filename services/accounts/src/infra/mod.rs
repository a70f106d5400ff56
pub mod db;
pub mod password;
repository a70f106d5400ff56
use sea_orm_migration::prelude::*;

#[derive(DeriveMigrationName)]
pub struct Migration;

#[async_trait::async_trait]
impl MigrationTrait for Migration {
    async fn up(&self, manager: &SchemaManager) -> Result<(), DbErr> {
        manager
            .create_table(
                Table::create()
                    .table(Accounts::Table)
                    .if_not_exists()
                    .col(
                        ColumnDef::new(Accounts::Id)
                            .integer()
                            .not_null()
                            .auto_increment()
                            .primary_key(),
                    )
                    .col(
                        ColumnDef::new(Accounts::Username)
                            .string_len(32)
                            .not_null()
                            .unique_key(),
                    )
                    .col(
                        ColumnDef::new(Accounts::Nickname)
                            .string_len(32)
                            .not_null()
                            .default(""),
                    )
                    .col(ColumnDef::new(Accounts::PasswordHash).string().not_null())
                    .col(
                        ColumnDef::new(Accounts::Email)
                            .string()
                            .not_null()
                            .default(""),
                    )
                    .col(
                        ColumnDef::new(Accounts::Photo)
                            .string_len(128)
                            .not_null()
                            .default(""),
                    )
                    .col(
                        ColumnDef::new(Accounts::Authority)
                            .integer()
                            .not_null()
                            .default(100),
                    )
                    .to_owned(),
            )
            .await
    }

    async fn down(&self, manager: &SchemaManager) -> Result<(), DbErr> {
        manager
            .drop_table(Table::drop().table(Accounts::Table).to_owned())
            .await
    }
}

#[derive(Iden)]
enum Accounts {
    Table,
    Id,
    Username,
    Nickname,
    PasswordHash,
    Email,
    Photo,
    Authority,
}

Task item:
Please quote every record above exactly as it appears.

Answer below:
filename services/accounts/src/infra/mod.rs
repository a70f106d5400ff56
pub mod db;
pub mod password;
repository a70f106d5400ff56
use sea_orm_migration::prelude::*;

#[derive(DeriveMigrationName)]
pub struct Migration;

#[async_trait::async_trait]
impl MigrationTrait for Migration {
    async fn up(&self, manager: &SchemaManager) -> Result<(), DbErr> {
        manager
            .create_table(
                Table::create()
                    .table(Accounts::Table)
                    .if_not_exists()
                    .col(
                        ColumnDef::new(Accounts::Id)
                            .integer()
                            .not_null()
                            .auto_increment()
                            .primary_key(),
                    )
                    .col(
                        ColumnDef::new(Accounts::Username)
                            .string_len(32)
                            .not_null()
                            .unique_key(),
                    )
                    .col(
                        ColumnDef::new(Accounts::Nickname)
                            .string_len(32)
                            .not_null()
                            .default(""),
                    )
                    .col(ColumnDef::new(Accounts::PasswordHash).string().not_null())
                    .col(
                        ColumnDef::new(Accounts::Email)
                            .string()
                            .not_null()
                            .default(""),
                    )
                    .col(
                        ColumnDef::new(Accounts::Photo)
                            .string_len(128)
                            .not_null()
                            .default(""),
                    )
                    .col(
                        ColumnDef::new(Accounts::Authority)
                            .integer()
                            .not_null()
                            .default(100),
                    )
                    .to_owned(),
            )
            .await
    }

    async fn down(&self, manager: &SchemaManager) -> Result<(), DbErr> {
        manager
            .drop_table(Table::drop().table(Accounts::Table).to_owned())
            .await
    }
}

#[derive(Iden)]
enum Accounts {
    Table,
    Id,
    Username,
    Nickname,
    PasswordHash,
    Email,
    Photo,
    Authority,
}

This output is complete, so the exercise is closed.